Whichever comes first, hypertension-related kidney disease results in a breakdown in the extensive network where thousand of tiny filters called glomeruli connect to tubules that carry excess salt, water and toxins out of the kidneys so they can be excreted in the urine. As Dr. Imig looks over an image of a damaged kidney, the sclerosis and inflammation is readily apparent. Tiny glomeruli eventually die and the kidneys stop working.
Despite the large number of antihypertensive drugs on the market, the incidence of kidney damage and end-stage renal disease in these patients keeps going up, Dr. Imig said. Most of the drugs, in fact, do target the kidneys. Diuretics reduce the fluid and salt volume they must handle and ACE inhibitors and angiotensin receptor blockers block the action of the vasoconstrictor, angiotenin 2, which is released by the kidneys.

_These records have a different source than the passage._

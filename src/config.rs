/// Which edge vectors feed the exterior cell polynomial.
#[derive(Debug, Clone, Copy, PartialEq, Eq, Default)]
pub enum ExteriorBasis {
    /// `A = p0 - p2`, `B = p1 - p2` and the matching normal differences.
    #[default]
    Corrected,
    /// `A = p1 - p2` with `B` and its normal difference left at zero, matching
    /// data baked by older tools. Every exterior cell comes out degenerate with
    /// a zero basis.
    Legacy,
}

/// Tunables for [`Delaunay::build`](crate::Delaunay::build).
#[derive(Debug, Clone, Copy, PartialEq)]
pub struct BuildOptions {
    /// Distance of the enclosing tetrahedron's corners from the bounds center,
    /// in multiples of the largest bounds extent.
    pub super_cell_scale: f64,
    /// Exterior cells whose cubic leading coefficient is at or below this
    /// magnitude fall back to a quadratic.
    pub exterior_epsilon: f64,
    /// Interior cells whose basis determinant, relative to the product of its
    /// edge lengths, is at or below this are rejected as degenerate.
    pub degenerate_tolerance: f64,
    /// Sort interior cells so those nearest the bounds center come first.
    pub reorder_cells: bool,
    pub exterior_basis: ExteriorBasis,
}

impl Default for BuildOptions {
    fn default() -> Self {
        Self {
            super_cell_scale: 10.0,
            exterior_epsilon: 1e-6,
            degenerate_tolerance: 1e-10,
            reorder_cells: true,
            exterior_basis: ExteriorBasis::Corrected,
        }
    }
}

impl BuildOptions {
    pub fn with_super_cell_scale(mut self, scale: f64) -> Self {
        self.super_cell_scale = scale;
        self
    }

    pub fn with_exterior_epsilon(mut self, epsilon: f64) -> Self {
        self.exterior_epsilon = epsilon;
        self
    }

    pub fn with_degenerate_tolerance(mut self, tolerance: f64) -> Self {
        self.degenerate_tolerance = tolerance;
        self
    }

    pub fn with_reorder_cells(mut self, reorder: bool) -> Self {
        self.reorder_cells = reorder;
        self
    }

    pub fn with_exterior_basis(mut self, basis: ExteriorBasis) -> Self {
        self.exterior_basis = basis;
        self
    }
}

Dr. Imig has helped identify a system within the kidneys that is a target for still newer drugs that could work with these other therapies – particularly those that impact angiotensin 2 – and reduce damage to kidneys and possibly other major organs such as the heart and brain.
Hes looking at arachidonic acid and its metabolites, particularly one called epoxyeicosatrienoic acids, or EETs, that not only relax blood vessels but also reduce inflammation. Arachidonic acid is a fatty acid inside cell membranes that can be released in a number of ways and for multiple functions. In the kidneys, it increases blood flow by relaxing the smooth muscles of the blood vessels and also works as an anti-inflammatory agent.
In kidney disease, EETs are broken down by an enzyme, soluble epoxide hydrolase, rendering EETs ineffective. Levels of this enzyme somehow increase in hypertension. Dr. Imig is working with Dr. Bruce Hammock, an entomologist and chemist at the University of California at Davis, who has developed an inhibitor to the enzyme. Theyve shown, at least in animal models, that when soluble epoxide hydrolase is blocked, blood pressure goes down and kidney function improves. Dr. Imig also is working with a pharmaceutical company on another inhibitor of this pathway.
Hes also working with Dr. J.R. Falck, a chemist at the University of Texas Southwestern, to develop drugs, called mimetics, which work like EETs. “EETs are very unstable and hard to use; they are short-lived like nitric oxide, another potent vasodilator. We are trying to find ways to modify this structure so we can give it to a patient,” Dr. Imig said.
“We know EETs are there and that they are decreased in hypertension. If you look at a kidney destroyed by hypertension, there is still some but it is decreased. And we know that if you increase EET levels in hypertension, you help blood vessels function in the kidneys,” the young researcher said.
“It may be that a combination of an ACE inhibitor or angiotensin receptor blocker with soluble epoxide hydrolase or one of these synthetic EETs may prevent end-stage renal disease,” he said. “Thats our overall goal: to keep people from going on dialysis.”
Dr. Imigs research is funded by the National Institutes of Health and the American Heart Association.